Zeman: "A Palena con 28 giocatori. Prima le uscite, poi altre entrate"
Si è chiusa ieri la prima parte del ritiro precampionato e da oggi Zeman vuole che venga ridotta la rosa extralarge del Pescara: “Io vorrei andare a Palena con ventotto giocatori – ha detto ieri dalla sala stampa dello stadio Dei Marsi Zeman – . Gli altri? Possono allenarsi a parte, non credo ci siano problemi. Vedremo se si potrà fare”.
Attualmente con 37 elementi da allenare, ma il boemo nel suo Pescara vorrebbe inserire ancora qualche pedina più congeniale alle sue idee di calcio. Una su tutti: Matteo Pessina, dell’Atalanta. “La lista dei giocatori che ci piacciono l’abbiamo fatta a maggio. Pessina ci piaceva e ci piace – conferma Sdengo –. La sua società vuole vederlo prima di decidere, vedremo se lo manderà a giocare o lo terrà. A noi interessa, ma prima bisogna fare delle uscite, poi magari fare delle operazioni in entrata”.
Qualcuno nel ritiro lo sta stupendo e si è guadagnato un posto al sole per la prossima stagione. Come Mazzotta. Ma il tecnico non fa nomi: “Non sono sorpreso del lavoro svolto finora: molti ragazzi sono validi tecnicamente, ma è difficile esprimere qualità con il lavoro che abbiamo fatto finora. Cresceranno e miglioreranno”.

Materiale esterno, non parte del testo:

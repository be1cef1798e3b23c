//! Chord grammar failures
//!
//! Every way a token can fail the chord grammar is listed here. Positions are
//! byte offsets into the token body (after bracket stripping).

use thiserror::Error;

#[derive(Debug, Clone, PartialEq, Eq, Error)]
pub enum ChordParseError {
    /// Nothing left after trimming and bracket stripping
    #[error("Empty chord token")]
    Empty,

    /// Only one of the surrounding brackets is present
    #[error("Unbalanced brackets in chord token '{0}'")]
    UnbalancedBrackets(String),

    /// First character is not a note letter A-G
    #[error("Expected root note A-G, found '{found}'")]
    MissingRoot { found: char },

    /// `add` not followed by digits
    #[error("Expected digits after 'add' at position {position}")]
    IncompleteAdd { position: usize },

    /// `#` or `b` alteration not followed by digits
    #[error("Expected digits after alteration '{accidental}' at position {position}")]
    IncompleteAlteration { accidental: char, position: usize },

    /// `/` not followed by a note letter
    #[error("Expected bass note after '/' at position {position}")]
    InvalidBass { position: usize },

    /// Text left over after a complete chord
    #[error("Unexpected '{found}' at position {position}")]
    UnexpectedCharacter { found: char, position: usize },
}

pub type ChordParseResult<T> = Result<T, ChordParseError>;
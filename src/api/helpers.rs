//! Shared helpers for WASM API operations
//!
//! Logging macros, serde <-> JsValue conversion and argument validation
//! used by every exported function.

use wasm_bindgen::prelude::*;
use serde::de::DeserializeOwned;
use serde::Serialize;

use crate::models::KeyPreference;

// ============================================================================
// Logging Macros
// ============================================================================

/// Log a debug message with [WASM] prefix
#[macro_export]
macro_rules! wasm_log {
    ($($arg:tt)*) => {
        $crate::api::helpers::log_debug(&format!($($arg)*))
    };
}

/// Log an info message with [WASM] prefix
#[macro_export]
macro_rules! wasm_info {
    ($($arg:tt)*) => {
        $crate::api::helpers::log_info(&format!($($arg)*))
    };
}

/// Log a warning message with [WASM] ⚠️ prefix
#[macro_export]
macro_rules! wasm_warn {
    ($($arg:tt)*) => {
        $crate::api::helpers::log_warn(&format!($($arg)*))
    };
}

/// Log an error message with [WASM] ❌ prefix
#[macro_export]
macro_rules! wasm_error {
    ($($arg:tt)*) => {
        $crate::api::helpers::log_error(&format!($($arg)*))
    };
}

// ============================================================================
// Logging Helper Functions (called by macros)
// ============================================================================

// Routed through `log`; on wasm, `console_log` forwards to the browser console.

pub fn log_debug(msg: &str) {
    log::debug!("[WASM] {}", msg);
}

pub fn log_info(msg: &str) {
    log::info!("[WASM] {}", msg);
}

pub fn log_warn(msg: &str) {
    log::warn!("[WASM] ⚠️ {}", msg);
}

pub fn log_error(msg: &str) {
    log::error!("[WASM] ❌ {}", msg);
}

// ============================================================================
// Serialization/Deserialization Helpers
// ============================================================================

/// Deserialize a value from JavaScript with automatic error handling
pub fn deserialize<T: DeserializeOwned>(
    value: JsValue,
    error_context: &str,
) -> Result<T, JsValue> {
    serde_wasm_bindgen::from_value(value).map_err(|e| {
        let msg = format!("{}: {}", error_context, e);
        log_error(&msg);
        JsValue::from_str(&msg)
    })
}

/// Deserialize an optional settings object; `undefined`/`null` give `None`
pub fn deserialize_optional<T: DeserializeOwned>(
    value: JsValue,
    error_context: &str,
) -> Result<Option<T>, JsValue> {
    if value.is_undefined() || value.is_null() {
        return Ok(None);
    }
    deserialize(value, error_context).map(Some)
}

/// Serialize a value to JavaScript with automatic error handling
pub fn serialize<T: Serialize>(value: &T, error_context: &str) -> Result<JsValue, JsValue> {
    serde_wasm_bindgen::to_value(value).map_err(|e| {
        let msg = format!("{}: {}", error_context, e);
        log_error(&msg);
        JsValue::from_str(&msg)
    })
}

// ============================================================================
// Validation Helpers
// ============================================================================

/// Parse an optional preference argument.
///
/// Missing or empty means "infer per chord"; anything other than
/// "sharp"/"flat" is rejected.
pub fn parse_preference(prefer: Option<String>) -> Result<Option<KeyPreference>, String> {
    match prefer.as_deref().map(str::trim) {
        None | Some("") => Ok(None),
        Some(s) => s.parse::<KeyPreference>().map(Some).map_err(|e| e.to_string()),
    }
}

// ============================================================================
// Result Conversion Helpers
// ============================================================================

/// Convert a validation error to a JsValue
pub fn validation_error(msg: impl Into<String>) -> JsValue {
    let msg = msg.into();
    log_error(&msg);
    JsValue::from_str(&msg)
}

Davanti alla difesa, Brugman sembra favorito per una maglia su Proietti, ma non c’è dualismo per il boemo: “Non ho scelto nessuno, il campo sceglie. Brugman ad oggi sta facendo bene”.

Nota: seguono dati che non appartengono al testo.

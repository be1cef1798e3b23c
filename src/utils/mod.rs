//! Utility modules for the chord sheet engine

pub mod html;
pub mod spacing;

// Re-export commonly used functions
pub use html::escape_html;
pub use spacing::normalise_spacing;
//! Chord/lyric alignment
//!
//! Splits one source line with inline `[Chord]` markers into a chord layer and
//! a lyric layer. The lyric layer is the column grid: each chord is placed at
//! the lyric column where its marker appeared, after runs of spaces have been
//! collapsed to one.
//!
//! The scan keeps two cursors. The lyric cursor advances once per emitted lyric
//! character; chords take no lyric width. The chord cursor only ever moves
//! forward: padding is added up to the lyric column and never removed, so a
//! chord wider than the gap to the next one pushes the next one right instead
//! of overlapping it.

use serde::{Deserialize, Serialize};

use crate::models::{ChordHighlight, PlacedChord, RenderedLine};
use crate::parse::is_section_header;
use super::highlight::render_chord_layer;

/// Result of laying out one source line
#[derive(Debug, Clone, PartialEq, Eq, Serialize, Deserialize)]
#[serde(tag = "type", rename_all = "camelCase")]
pub enum LineLayout {
    /// Section header, kept verbatim (trimmed)
    Section { header: String },
    /// Chords positioned above the lyric
    Aligned {
        chords: Vec<PlacedChord>,
        lyric: String,
    },
}

impl LineLayout {
    /// Render to a chord/lyric pair with the given chord decoration
    pub fn render(&self, highlight: ChordHighlight) -> RenderedLine {
        match self {
            LineLayout::Section { header } => RenderedLine::section_header(header.clone()),
            LineLayout::Aligned { chords, lyric } => {
                RenderedLine::new(render_chord_layer(chords, highlight), lyric.clone())
            }
        }
    }

    pub fn chords(&self) -> &[PlacedChord] {
        match self {
            LineLayout::Section { .. } => &[],
            LineLayout::Aligned { chords, .. } => chords,
        }
    }
}

/// Two-cursor alignment state
#[derive(Debug, Default)]
struct Aligner {
    chords: Vec<PlacedChord>,
    /// Rendered width of the chord layer so far
    chord_width: usize,
    lyric: String,
    /// Column of the next lyric character
    lyric_column: usize,
    last_was_space: bool,
}

impl Aligner {
    /// Place a chord at the current lyric column, or right after the previous
    /// chord if that one already runs past it.
    fn place_chord(&mut self, token: &str) {
        let column = self.chord_width.max(self.lyric_column);
        let placed = PlacedChord {
            column,
            token: token.to_string(),
        };
        self.chord_width = column + placed.width();
        self.chords.push(placed);
    }

    fn push_lyric(&mut self, ch: char) {
        if ch == ' ' {
            if self.last_was_space {
                return;
            }
            self.last_was_space = true;
        } else {
            self.last_was_space = false;
        }
        self.lyric.push(ch);
        self.lyric_column += 1;
    }

    fn finish(self) -> LineLayout {
        let lyric_len = self.lyric.trim_end().len();
        let mut lyric = self.lyric;
        lyric.truncate(lyric_len);
        LineLayout::Aligned {
            chords: self.chords,
            lyric,
        }
    }
}

/// Lay out one source line
pub fn layout_line(line: &str) -> LineLayout {
    if is_section_header(line) {
        return LineLayout::Section {
            header: line.trim().to_string(),
        };
    }

    let mut aligner = Aligner::default();
    let mut pos = 0;

    while let Some(ch) = line[pos..].chars().next() {
        if ch == '[' {
            if let Some(len) = line[pos + 1..].find(']') {
                let token_end = pos + 1 + len;
                aligner.place_chord(&line[pos + 1..token_end]);
                pos = token_end + 1;
                continue;
            }
        }
        aligner.push_lyric(ch);
        pos += ch.len_utf8();
    }

    aligner.finish()
}

/// Split a line into plain (chord layer, lyric layer).
///
/// Section headers come back as `(header, "")`.
pub fn split_chord_lyric_line(line: &str) -> (String, String) {
    let rendered = layout_line(line).render(ChordHighlight::None);
    (rendered.chord_layer, rendered.lyric_layer)
}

In difesa ieri disponibili solo Delli Carri, Perrotta e Coda: “Ne ho sei in organico, nei prossimi giorni si aggiungerà anche Campagnaro. Vedremo nelle prossime settimane che forma prenderà il reparto difensivo”.
Dover lavorare con questo cantiere aperto tra giocatori che partono, che dovrebbero partire e restano e obiettivi da raggiungere, non è il massimo per Zeman: “Fa parte del mercato, chiude il 31 agosto, c’è molto tempo per le uscite e per le entrate. Se alla società serve fare qualche cessione, deve farle. Siamo 37, siamo più che completi”.
Contro il Teramo ha potuto vedere all’opera i suoi contro un’avversaria di livello. Impressioni? “Impressioni discrete – dice l’allenatore di Praga – , ma la squadra ha lavorato tanto. I giocatori in questo periodo trascinano le gambe, è normale. In queste condizioni voglio vedere se riescono a fare movimenti più che vedere qualità delle giocate. Davanti, per arrivare bisogna andare dentro: né Del Sole né Capone lo hanno fatto”.
Ieri però ha dovuto lasciare fuori parecchi giocatori: scelte dettate dalle esclusioni decise in questi giorni e da alcuni infortuni. “Le esclusioni? E’ un problema di numero, volevo vedere alcuni dei nuovi, ma sono tutti a posto. Siamo più di trentacinque, è difficile farli giocare. Devo fare delle scelte e seconda di quello che voglio vedere”.
Si continua a parlare delle sue dichiarazioni contro la Juventus. “Non ne parlo più, quando ne parlo bene le mie dichiarazioni non escono. Quando i giornalisti mi associano affermazioni anti Juve, vengono riportate e io finisco nel ciclone: nell’ultima intervista, il giornalista si è fatto la domanda e si è dato la risposta”.